## TASK INSTRUCTIONS
The expected answer is the set of lines in the data below between the line holding "validate_field_type(&field.name, value, &field.field_type)?;" and the line holding "configuration value against this schema.", inclusive, written out exactly.

Saved entries:
//! Configuration validation utilities.
//!
//! Implementation-specific configuration (for example the table under
//! `[account.implementations.local]`) is kept as raw TOML until the matching
//! factory runs. This module lets each implementation describe the fields it
//! expects and reject malformed tables before it touches key material.

use thiserror::Error;

/// Errors that can occur during configuration validation.
#[derive(Debug, Error)]
pub enum ValidationError {
	/// Error that occurs when a required field is missing.
	#[error("Missing required field: {0}")]
	MissingField(String),
	/// Error that occurs when a field has an invalid value.
	#[error("Invalid value for field '{field}': {message}")]
	InvalidValue { field: String, message: String },
	/// Error that occurs when field type is incorrect.
	#[error("Type mismatch for field '{field}': expected {expected}, got {actual}")]
	TypeMismatch {
		field: String,
		expected: String,
		actual: String,
	},
}

/// Represents the type of a configuration field.
#[derive(Debug)]
pub enum FieldType {
	/// A string value.
	String,
}

/// Custom validation hook run after the type check succeeds.
pub type FieldValidator = Box<dyn Fn(&toml::Value) -> Result<(), String> + Send + Sync>;

/// A named, typed field in a configuration schema.
pub struct Field {
	pub name: String,
	pub field_type: FieldType,
	pub validator: Option<FieldValidator>,
}

impl std::fmt::Debug for Field {
	fn fmt(&self, f: &mut std::fmt::Formatter<'_>) -> std::fmt::Result {
		f.debug_struct("Field")
			.field("name", &self.name)
			.field("field_type", &self.field_type)
			.field("validator", &self.validator.is_some())
			.finish()
	}
}

impl Field {
	/// Creates a new field with the given name and type.
	pub fn new(name: impl Into<String>, field_type: FieldType) -> Self {
		Self {
			name: name.into(),
			field_type,
			validator: None,
		}
	}

	/// Adds a custom validator to this field.
	///
	/// The validator receives the field's value and returns an error message
	/// if the value is not acceptable.
	pub fn with_validator<F>(mut self, validator: F) -> Self
	where
		F: Fn(&toml::Value) -> Result<(), String> + Send + Sync + 'static,
	{
		self.validator = Some(Box::new(validator));
		self
	}
}

/// A set of required and optional fields for a TOML table.
#[derive(Debug)]
pub struct Schema {
	pub required: Vec<Field>,
	pub optional: Vec<Field>,
}

impl Schema {
	/// Creates a new schema with required and optional fields.
	pub fn new(required: Vec<Field>, optional: Vec<Field>) -> Self {
		Self { required, optional }
	}

	/// Validates a TOML value against this schema.
	///
	/// Required fields must be present; optional fields are checked only when
	/// present. Each present field is type-checked and then passed to its
	/// custom validator, if any.
	pub fn validate(&self, config: &toml::Value) -> Result<(), ValidationError> {
		let table = config
			.as_table()
			.ok_or_else(|| ValidationError::TypeMismatch {
				field: "root".to_string(),
				expected: "table".to_string(),
				actual: config.type_str().to_string(),
			})?;

		for field in &self.required {
			let value = table
				.get(&field.name)
				.ok_or_else(|| ValidationError::MissingField(field.name.clone()))?;
			validate_field(field, value)?;
		}

		for field in &self.optional {
			if let Some(value) = table.get(&field.name) {
				validate_field(field, value)?;
			}
		}

		Ok(())
	}
}

fn validate_field(field: &Field, value: &toml::Value) -> Result<(), ValidationError> {
	validate_field_type(&field.name, value, &field.field_type)?;

	if let Some(validator) = &field.validator {
		validator(value).map_err(|message| ValidationError::InvalidValue {
			field: field.name.clone(),
			message,
		})?;
	}

	Ok(())
}

fn validate_field_type(
	field_name: &str,
	value: &toml::Value,
	expected_type: &FieldType,
) -> Result<(), ValidationError> {
	match expected_type {
		FieldType::String => {
			if !value.is_str() {
				return Err(ValidationError::TypeMismatch {
					field: field_name.to_string(),
					expected: "string".to_string(),
					actual: value.type_str().to_string(),
				});
			}
		},
	}

	Ok(())
}

/// A configuration schema that can validate raw TOML tables.
///
/// Every pluggable implementation exposes one of these so its table can be
/// checked before the implementation is constructed.
pub trait ConfigSchema: Send + Sync {
	/// Validates a TOML configuration value against this schema.
	fn validate(&self, config: &toml::Value) -> Result<(), ValidationError>;
}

## SOLUTION TO THIS TASK
	validate_field_type(&field.name, value, &field.field_type)?;

	if let Some(validator) = &field.validator {
		validator(value).map_err(|message| ValidationError::InvalidValue {
			field: field.name.clone(),
			message,
		})?;
	}

	Ok(())
}

fn validate_field_type(
	field_name: &str,
	value: &toml::Value,
	expected_type: &FieldType,
) -> Result<(), ValidationError> {
	match expected_type {
		FieldType::String => {
			if !value.is_str() {
				return Err(ValidationError::TypeMismatch {
					field: field_name.to_string(),
					expected: "string".to_string(),
					actual: value.type_str().to_string(),
				});
			}
		},
	}

	Ok(())
}

/// A configuration schema that can validate raw TOML tables.
///
/// Every pluggable implementation exposes one of these so its table can be
/// checked before the implementation is constructed.
pub trait ConfigSchema: Send + Sync {
	/// Validates a TOML configuration value against this schema.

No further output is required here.